The boy took this charge very seriously, and during the days and weeks that followed, he worked tirelessly to achieve the laughter from his mother that the doctor had challenged him to procure. From immature joke-telling to general clowning-around, the boy used every antic he could possibly think of to induce from his mother the treasured laugh he now so desperately wished to hear. For in his mind he now knew that only that would be the true sign of her returning health. And then one day, through some perfectly realized combination of facial expression and timing, the boy performed, and from across the room, like the discovery of gold in cave, he heard from his bed-ridden mother the ever-so-slightest hint of a chuckle.
Not many days later, the color, as they say, returned to his mother’s face, and she was soon able to get up out of bed and walk about the house again as she used to do. When the doctor returned to examine his mother one last time, the boy overheard him saying that she had reacted very strongly to the medicine he had prescribed. But the boy knew what had really cured his mother. He knew what the real medicine was. And from those early days on, he carried closely with him the idea that if he could make his mother laugh with such profound results, then making everyone else laugh would be a most worthy life goal.
In the years that followed, the boy grew up into a young man, graduated from the University of Iowa with a degree in Communication and Theater Arts, and was accepted at the Bristol Old Vic Theatre School in England where he became a champion fencer and a student of classical theater. After a few years, he moved back to the States and was quickly drafted into the army, where he served for a short period of time in the medical corps at Valley Forge Army Hospital in Phoenixville, Pennsylvania. He was discharged from the army in 1958, and soon started studying acting full time at HB Studio, a school in New York City that offered, and still does, professional training in the performing arts. He there studied for three years, until a fellow student and friend, Charles Grodin, told him about Lee Strasberg’s method acting classes. After several months, he was officially accepted into the Actors Studio.

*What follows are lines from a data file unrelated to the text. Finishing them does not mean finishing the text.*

use std::sync::LazyLock;

use regex::Regex;

use ragdb_core::types::Chunk;

use crate::result::{assign_ranks, rank_and_truncate, ResultKind, ResultPool, SearchResult};

use super::Strategies;

/// Objectives clause patterns, strongest first. A chunk's relevance drops by
/// 0.1 for each pattern ahead of the first one it matches.
const OBJECTIVES_PATTERNS: [&str; 4] = [
    r"(?i)\bobjectives?\s*[:\-]",
    r"(?i)\bthe\s+objectives?\s+of\b",
    r"(?i)\bcontract\s+objectives?\b",
    r"(?i)\baims?\s+and\s+objectives?\b",
];

/// Generic objectives queries tried when no chunk matches a pattern.
pub const OBJECTIVES_BATTERY: [&str; 5] = [
    "contract objectives",
    "objectives of the agreement",
    "purpose and objectives",
    "goals of the contract",
    "scope and objectives",
];

static OBJECTIVES_RES: LazyLock<Vec<Regex>> = LazyLock::new(|| {
    OBJECTIVES_PATTERNS
        .iter()
        .map(|p| Regex::new(p).expect("objectives regex is valid"))
        .collect()
});

/// Chunks containing an objectives clause, best pattern first.
pub fn match_objectives(chunks: Vec<Chunk>, count: usize) -> Vec<SearchResult> {
    let matched: Vec<SearchResult> = chunks
        .into_iter()
        .filter_map(|chunk| {
            let idx = OBJECTIVES_RES.iter().position(|re| re.is_match(&chunk.text))?;
            Some(SearchResult {
                id: chunk.id,
                text: chunk.text,
                metadata: Some(chunk.metadata),
                relevance: 1.0 - 0.1 * idx as f32,
                rank: None,
                kind: ResultKind::ObjectivesContent { pattern: OBJECTIVES_PATTERNS[idx].to_string() },
            })
        })
        .collect();
    let mut results = rank_and_truncate(matched, count);
    assign_ranks(&mut results);
    results
}

impl Strategies<'_> {
    pub fn objectives_scan(&mut self, count: usize) -> Vec<SearchResult> {
        if count == 0 {
            return Vec::new();
        }
        let chunks = self.scan("objectives");
        let results = match_objectives(chunks, count);
        tracing::debug!(kept = results.len(), "objectives scan");
        results
    }

    /// The fixed objectives query battery through semantic search, pooled.
    pub fn objectives_battery(&mut self, count: usize, threshold: f32) -> Vec<SearchResult> {
        let mut pool = ResultPool::new();
        for query in OBJECTIVES_BATTERY {
            pool.extend(self.semantic(query, count, threshold));
        }
        pool.into_ranked(count)
    }
}

#[cfg(test)]
mod tests {
    use super::*;

    #[test]
    fn stronger_patterns_rank_first() {
        let chunks = vec![
            Chunk::new("weak", "The aims and objectives are set by the board"),
            Chunk::new("none", "Payment terms"),
            Chunk::new("strong", "Objectives: deliver the platform on time"),
        ];
        let results = match_objectives(chunks, 10);
        let ids: Vec<&str> = results.iter().map(|r| r.id.as_str()).collect();
        assert_eq!(ids, ["strong", "weak"]);
        assert_eq!(results[0].relevance, 1.0);
        assert!((results[1].relevance - 0.7).abs() < 1e-6);
    }
}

It was during his years at the Actors Studio that he famously decided it was time to adopt a stage name. You see, he was moving quickly through the ranks of the acting world, and at the time he simply could not imagine ever seeing on a playbill or theater marquee the words “Jerome Silberman starring as Macbeth.” Therefore, being an avid reader, he turned to literature for his new name. He went over to his bookshelf and pulled from it two books: Our Town by Thornton Wilder and Look Homeward, Angel by Thomas Wolfe. And so, for his last name, he chose Wilder. He thought it looked profound and sounded distinguished...Indeed. For his first name he went to Wolfe’s classic, first novel, and from it adopted the name of the story’s passionate main character, Eugene, or simply Gene.
Years later, recalling a career that has spanned the years from an Academy Award nomination for The Producers and a wonderful performance in Willy Wonka and the Chocolate Factory to the splendidly brilliant Young Frankenstein and hilarious partnership with Richard Pryor in Silver Streak, he likes to say now he can’t imagine having ever seen “Gene Wilder starring as Macbeth” either. Well that may be true. It most likely would have been an odd Macbeth. But throughout the years, Gene Wilder has done something much more important. Much more valuable. He’s made us for a time able to forget our troubles, or our worries, or whatever it is that may be bothering us. He’s given us exactly what the doctor ordered. Gene Wilder has made us laugh.